Мальчик надолго задумался, отлично понимая, что вот сейчас и начнётся настоящий экзамен. В ту эпоху ценили, конечно, прилежание, с которым музыкант усваивает и исполняет произведение другого композитора, беглость и виртуозность игры. Но превыше всего тогда стояло умение импровизировать. Мелодию можешь позаимствовать у другого, ну а остальное привнести в исполняемую пьесу сам.
Маленький Ференц думал, может быть, дольше, чем требовалось: он уже знал, что ожидание подобно натянутой тетиве. И он ждал.
Но вот над залом поплыла мелодия — сначала ещё едва различимая, но со всё нарастающей силой и наконец принимающая свой законченный вид. Моцарт!
А на следующий день Адама Листа навестила целая депутации с просьбой повторить концерт. Адам не стал возражать, но попросил месячной отсрочки. Мальчик совсем недавно перенёс тяжёлое заболевание, и он не может рисковать его здоровьем. Слова Адама Листа не были отговоркой. Но где-то в глубине души Адам думал ещё и о другом: нужно немного выждать, пока весть дойдёт и до Кишмартона. Теперь, как видно, пришло время представить мальчика князю. И Эстерхази назначает аудиенцию: несколько минут в один из последних дней сентября.
Адаму и Ференцу Листу пришлось ждать добрый час, пока появился князь в сопровождении дирижёра, господина Фукса. Адам весь согнулся в глубоком поклоне и не разгибался, пока его сиятельство не махнул рукой: хватит, мол. А маленький Ференц с нескрываемым любопытством, но без всякого подобострастия разглядывал важного господина.
— Ну что там у вас, Лист?
— Разрешите, ваше сиятельство, представить моего сына Ференца.
Князь уселся (это был единственный стул в помещении, так что остальные продолжали стоять), после чего милостиво произнёс:
— Ну что ж, давайте послушаем, что же всё-таки умеет молодой человек.
— Мой сын всего три года обучался игре на рояле.

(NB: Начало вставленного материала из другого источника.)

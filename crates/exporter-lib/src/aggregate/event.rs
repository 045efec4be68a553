//! Event aggregation by namespace, reason and involved kind
//!
//! Events are folded into `namespace/reason/kind` buckets holding the total
//! occurrence count and the distinct involved objects. The bucket count is
//! capped; when full, the least recently updated bucket is evicted.

use super::cleanup::{CleanupLoop, WindowCleanup};
use super::clock::{Clock, SystemClock};
use super::decode;
use super::window::{retention, BucketMap};
use crate::dynamic::{metric_name, GvrConfig};
use crate::error::{ExporterError, Result};
use crate::exposition::{GaugeDesc, Sample};
use crate::lifecycle::{LifecycleGate, SyncHandle, SyncTracker};
use crate::observability::{ExporterMetrics, StructuredLogger};
use crate::registry::StateCollector;
use crate::watch::{EventHandlerFuncs, WatchTarget};
use chrono::{DateTime, Utc};
use k8s_openapi::api::core::v1::Event;
use parking_lot::RwLock;
use prometheus::core::{Collector, Desc};
use prometheus::proto::MetricFamily;
use serde::{Deserialize, Serialize};
use std::sync::Arc;
use std::time::{Duration, Instant};
use tokio::sync::broadcast;
use tokio::task::JoinHandle;
use tracing::debug;

pub const COLLECTOR_NAME: &str = "event";

/// Event collector configuration section
#[derive(Debug, Clone, PartialEq, Serialize, Deserialize)]
#[serde(default)]
pub struct EventCollectorConfig {
    pub enabled: bool,
    /// Namespaces to watch; empty means all namespaces
    pub namespaces: Vec<String>,
    pub window_secs: u64,
    /// Upper bound on live buckets
    pub max_events: usize,
}

impl Default for EventCollectorConfig {
    fn default() -> Self {
        Self {
            enabled: true,
            namespaces: Vec::new(),
            window_secs: 300,
            max_events: 1000,
        }
    }
}

/// Label dimensions of an event bucket
#[derive(Debug, Clone, PartialEq, Eq)]
pub struct EventDims {
    pub namespace: String,
    pub reason: String,
    pub kind: String,
    /// `Normal` or `Warning`, taken from the event that created the bucket
    pub event_type: String,
}

/// Point-in-time view of one event bucket
#[derive(Debug, Clone, PartialEq)]
pub struct AggregatedEvents {
    pub namespace: String,
    pub reason: String,
    pub kind: String,
    pub event_type: String,
    pub count: u64,
    pub unique_objects: usize,
    pub first_seen: DateTime<Utc>,
    pub last_seen: DateTime<Utc>,
}

fn bucket_key(event: &Event) -> String {
    format!(
        "{}/{}/{}",
        event.metadata.namespace.as_deref().unwrap_or_default(),
        event.reason.as_deref().unwrap_or_default(),
        event.involved_object.kind.as_deref().unwrap_or_default(),
    )
}

fn dims_of(event: &Event) -> EventDims {
    EventDims {
        namespace: event.metadata.namespace.clone().unwrap_or_default(),
        reason: event.reason.clone().unwrap_or_default(),
        kind: event.involved_object.kind.clone().unwrap_or_default(),
        event_type: event.type_.clone().unwrap_or_default(),
    }
}

/// Occurrences reported by the event, at least one
fn occurrences(event: &Event) -> u64 {
    event.count.unwrap_or(1).max(1) as u64
}

fn involved_name(event: &Event) -> &str {
    event.involved_object.name.as_deref().unwrap_or_default()
}

/// Windowed, capacity-bounded aggregator for events
pub struct EventAggregator {
    window: Duration,
    clock: Arc<dyn Clock>,
    buckets: RwLock<BucketMap<EventDims>>,
    metrics: ExporterMetrics,
    logger: StructuredLogger,
}

impl EventAggregator {
    pub fn new(window: Duration, max_events: usize) -> Self {
        Self::with_clock(window, max_events, Arc::new(SystemClock))
    }

    pub fn with_clock(window: Duration, max_events: usize, clock: Arc<dyn Clock>) -> Self {
        Self {
            window,
            clock,
            buckets: RwLock::new(BucketMap::with_capacity_limit(max_events)),
            metrics: ExporterMetrics::new(),
            logger: StructuredLogger::new(COLLECTOR_NAME),
        }
    }

    pub fn window(&self) -> Duration {
        self.window
    }

    pub fn add(&self, event: &Event) {
        self.contribute(event, occurrences(event));
    }

    /// Adds only the growth in occurrence count. An event whose bucket key
    /// changed contributes its full count to the new bucket.
    ///
    /// An unchanged count, as seen on every re-list, refreshes a live
    /// bucket and never recreates an expired or evicted one.
    pub fn update(&self, old: &Event, new: &Event) {
        let delta = if bucket_key(old) == bucket_key(new) {
            occurrences(new).saturating_sub(occurrences(old))
        } else {
            occurrences(new)
        };

        if delta == 0 {
            let now = self.clock.now();
            self.buckets
                .write()
                .refresh(&bucket_key(new), involved_name(new), now);
            return;
        }
        self.contribute(new, delta);
    }

    fn contribute(&self, event: &Event, delta: u64) {
        let now = self.clock.now();
        let key = bucket_key(event);

        let mut buckets = self.buckets.write();
        let contribution =
            buckets.add_occurrences(&key, || dims_of(event), involved_name(event), delta, now);

        if let Some(evicted) = contribution.evicted {
            let capacity = buckets.capacity().unwrap_or_default();
            self.logger
                .log_capacity_eviction(COLLECTOR_NAME, &evicted, capacity);
            self.metrics.inc_evictions(COLLECTOR_NAME, "capacity", 1);
        }
        self.metrics
            .set_aggregator_buckets(COLLECTOR_NAME, buckets.len());
    }

    /// Snapshot of every bucket, sorted by key dimensions
    pub fn aggregated(&self) -> Vec<AggregatedEvents> {
        let buckets = self.buckets.read();
        let mut events: Vec<AggregatedEvents> = buckets
            .iter()
            .map(|(_, bucket)| AggregatedEvents {
                namespace: bucket.dims.namespace.clone(),
                reason: bucket.dims.reason.clone(),
                kind: bucket.dims.kind.clone(),
                event_type: bucket.dims.event_type.clone(),
                count: bucket.count,
                unique_objects: bucket.members.len(),
                first_seen: bucket.first_seen,
                last_seen: bucket.last_seen,
            })
            .collect();
        events.sort_by(|a, b| {
            (&a.namespace, &a.reason, &a.kind).cmp(&(&b.namespace, &b.reason, &b.kind))
        });
        events
    }

    pub fn get(&self, namespace: &str, reason: &str, kind: &str) -> Option<AggregatedEvents> {
        self.aggregated()
            .into_iter()
            .find(|e| e.namespace == namespace && e.reason == reason && e.kind == kind)
    }

    pub fn len(&self) -> usize {
        self.buckets.read().len()
    }

    pub fn is_empty(&self) -> bool {
        self.len() == 0
    }
}

impl WindowCleanup for EventAggregator {
    fn name(&self) -> &str {
        COLLECTOR_NAME
    }

    /// Drop buckets idle for more than two windows
    fn cleanup(&self) -> usize {
        let now = self.clock.now();
        let mut buckets = self.buckets.write();
        let expired = buckets.cleanup(now, retention(self.window));

        for key in &expired {
            debug!(aggregator = COLLECTOR_NAME, key = %key, "Cleaned up aggregated event entry");
        }
        self.metrics
            .inc_evictions(COLLECTOR_NAME, "expired", expired.len());
        self.metrics
            .set_aggregator_buckets(COLLECTOR_NAME, buckets.len());
        expired.len()
    }
}

/// Exposes the event aggregator as metrics
#[derive(Clone)]
pub struct EventCollector {
    inner: Arc<Inner>,
}

struct Inner {
    config: EventCollectorConfig,
    aggregator: Arc<EventAggregator>,
    gate: LifecycleGate,
    sync: SyncTracker,
    sync_handles: Vec<SyncHandle>,
    count: GaugeDesc,
    unique: GaugeDesc,
    metrics: ExporterMetrics,
}

const LABELS: &[&str] = &["namespace", "reason", "kind", "type"];

impl EventCollector {
    pub fn from_config(
        config: &EventCollectorConfig,
        metric_prefix: &str,
        gate: &LifecycleGate,
    ) -> Result<Self> {
        if !config.enabled {
            return Err(ExporterError::CollectorDisabled(
                "event collector disabled".to_string(),
            ));
        }

        let aggregator = EventAggregator::new(
            Duration::from_secs(config.window_secs),
            config.max_events,
        );
        Self::new(config.clone(), Arc::new(aggregator), metric_prefix, gate.clone())
    }

    pub fn new(
        config: EventCollectorConfig,
        aggregator: Arc<EventAggregator>,
        metric_prefix: &str,
        gate: LifecycleGate,
    ) -> Result<Self> {
        let count = GaugeDesc::new(
            metric_name(metric_prefix, COLLECTOR_NAME, "aggregated_count"),
            "Event occurrences per namespace, reason and involved kind",
            LABELS,
        )?;
        let unique = GaugeDesc::new(
            metric_name(metric_prefix, COLLECTOR_NAME, "unique_objects"),
            "Distinct involved objects per namespace, reason and involved kind",
            LABELS,
        )?;

        let sync = SyncTracker::new();
        let scopes = config.namespaces.len().max(1);
        let sync_handles = (0..scopes).map(|_| sync.register()).collect();

        Ok(Self {
            inner: Arc::new(Inner {
                config,
                aggregator,
                gate,
                sync,
                sync_handles,
                count,
                unique,
                metrics: ExporterMetrics::new(),
            }),
        })
    }

    pub fn aggregator(&self) -> &Arc<EventAggregator> {
        &self.inner.aggregator
    }

    pub fn is_ready(&self) -> bool {
        self.inner.gate.may_run() && self.inner.sync.has_synced()
    }

    /// Deletions are ignored; buckets age out through cleanup.
    fn event_handler(&self) -> EventHandlerFuncs {
        let (add, update) = (self.clone(), self.clone());
        EventHandlerFuncs::new()
            .on_add(move |obj| {
                if let Some(event) = decode::<Event>(COLLECTOR_NAME, obj) {
                    add.inner.aggregator.add(&event);
                    add.inner.metrics.inc_events(COLLECTOR_NAME, "add");
                }
            })
            .on_update(move |old, new| {
                let old = decode::<Event>(COLLECTOR_NAME, old);
                let new = decode::<Event>(COLLECTOR_NAME, new);
                if let (Some(old), Some(new)) = (old, new) {
                    update.inner.aggregator.update(&old, &new);
                    update.inner.metrics.inc_events(COLLECTOR_NAME, "update");
                }
            })
            .gated(COLLECTOR_NAME, self.inner.gate.clone())
    }
}

impl StateCollector for EventCollector {
    fn name(&self) -> &str {
        COLLECTOR_NAME
    }

    fn watch_targets(&self) -> Vec<WatchTarget> {
        let mut handles = self.inner.sync_handles.iter().cloned();
        WatchTarget::for_namespaces(
            COLLECTOR_NAME,
            &GvrConfig::new("", "v1", "events", "Event"),
            &self.inner.config.namespaces,
            &self.event_handler(),
            move || handles.next().unwrap_or_default(),
        )
    }

    fn has_synced(&self) -> bool {
        self.inner.sync.has_synced()
    }

    fn prometheus_collectors(&self) -> Vec<Box<dyn Collector>> {
        vec![Box::new(self.clone())]
    }

    fn spawn_background(&self, shutdown: &broadcast::Sender<()>) -> Vec<JoinHandle<()>> {
        let aggregator = Arc::clone(&self.inner.aggregator);
        let cleanup = CleanupLoop::new(aggregator.clone(), aggregator.window());
        vec![tokio::spawn(cleanup.run(shutdown.subscribe()))]
    }
}

impl Collector for EventCollector {
    fn desc(&self) -> Vec<&Desc> {
        vec![self.inner.count.desc(), self.inner.unique.desc()]
    }

    fn collect(&self) -> Vec<MetricFamily> {
        if !self.is_ready() {
            return Vec::new();
        }

        let start = Instant::now();
        let buckets = self.inner.aggregator.aggregated();
        if buckets.is_empty() {
            return Vec::new();
        }

        let (counts, unique): (Vec<Sample>, Vec<Sample>) = buckets
            .into_iter()
            .map(|e| {
                let labels = vec![e.namespace, e.reason, e.kind, e.event_type];
                (
                    Sample::new(labels.clone(), e.count as f64),
                    Sample::new(labels, e.unique_objects as f64),
                )
            })
            .unzip();

        let families = vec![
            self.inner.count.family(&counts),
            self.inner.unique.family(&unique),
        ];
        self.inner
            .metrics
            .observe_collect_duration(COLLECTOR_NAME, start.elapsed());
        families
    }
}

Умеет играть с листа, транспонировать, импровизировать.
Господин Фукс кашлянул, давая знать, что он желает вмешаться.
— Полагаю, что мальчика следует прежде подвергнуть основательному экзамену.
С этими словами он раскрыл поты и положил их на пюпитр, затем похлопал в ладоши — камердинер вкатил в зал ещё один стул.
— Сыграй нам седьмую страницу!
Мальчик пробежал глазами нотную запись и спокойно принялся играть — не слишком медленно, но и не спеша, естественно, как говорит человек на своём родном языке.
Фукс усложнил задание:
— В какой тональности ты сейчас играл?
— В ре минор.
— Ну а теперь сыграй это же в си минор.
Мысль Фукса ясна: если мальчик задумается или начнёт что-то подсчитывать в уме, то вся легенда о чуде тотчас развеется. Но ребёнок не задумываясь начинает играть — так же спокойно и размеренно, как только что, словом, как того требует естественный пульс музыки.
Тут уж и князь не выдерживает:
— Ты в самом деле впервые видишь эти ноты?
— Да.
— Какие у вас дальнейшие планы? — милостиво интересуется князь у Листа-отца.
— Повторим концерт в Шопроне, ваше высочество, — подобострастно поспешил сообщить Адам Лист. — А там… Я и сам ещё не знаю. Опекун барона Брауна известил, что нам предлагают небольшой домашний концерт в Вене и Бадене, а граф Сапари уговорил меня после Шопрона представить мальчика знатной публике в Прессбурге.
Князь задумался, потом сказал:
— Лист, зайдите в мою канцелярию. Сентгали поможет вам получить пропуска на проезд в Вену и Баден.
Аудиенция окончена.
Второй концерт в Шопроне был скорее торжественным чествованием. В Прессбурге же после выступления Ференца знатные фамилии, объединившись, проголосовали за назначение юному музыканту стипендии размером в шестьсот форинтов в год. Стипендию должны были выплачивать шесть лет кряду, но уже и первые шестьсот форинтов собрать полностью не удалось. Потом о ней просто забыли.
И всё же прессбургским концертом Адам Лист гордился больше всего. Здесь он увидел впервые имя своего сына напечатанным крупными буквами на афишах. Учёный рецензент газеты «Прессбургер цайтунг» профессор Хенрик Клайн, учитель Ференца Эркеля, так писал о юном Листе:
Затем почтовый дилижанс покатил дальше — в Вену и в Баден.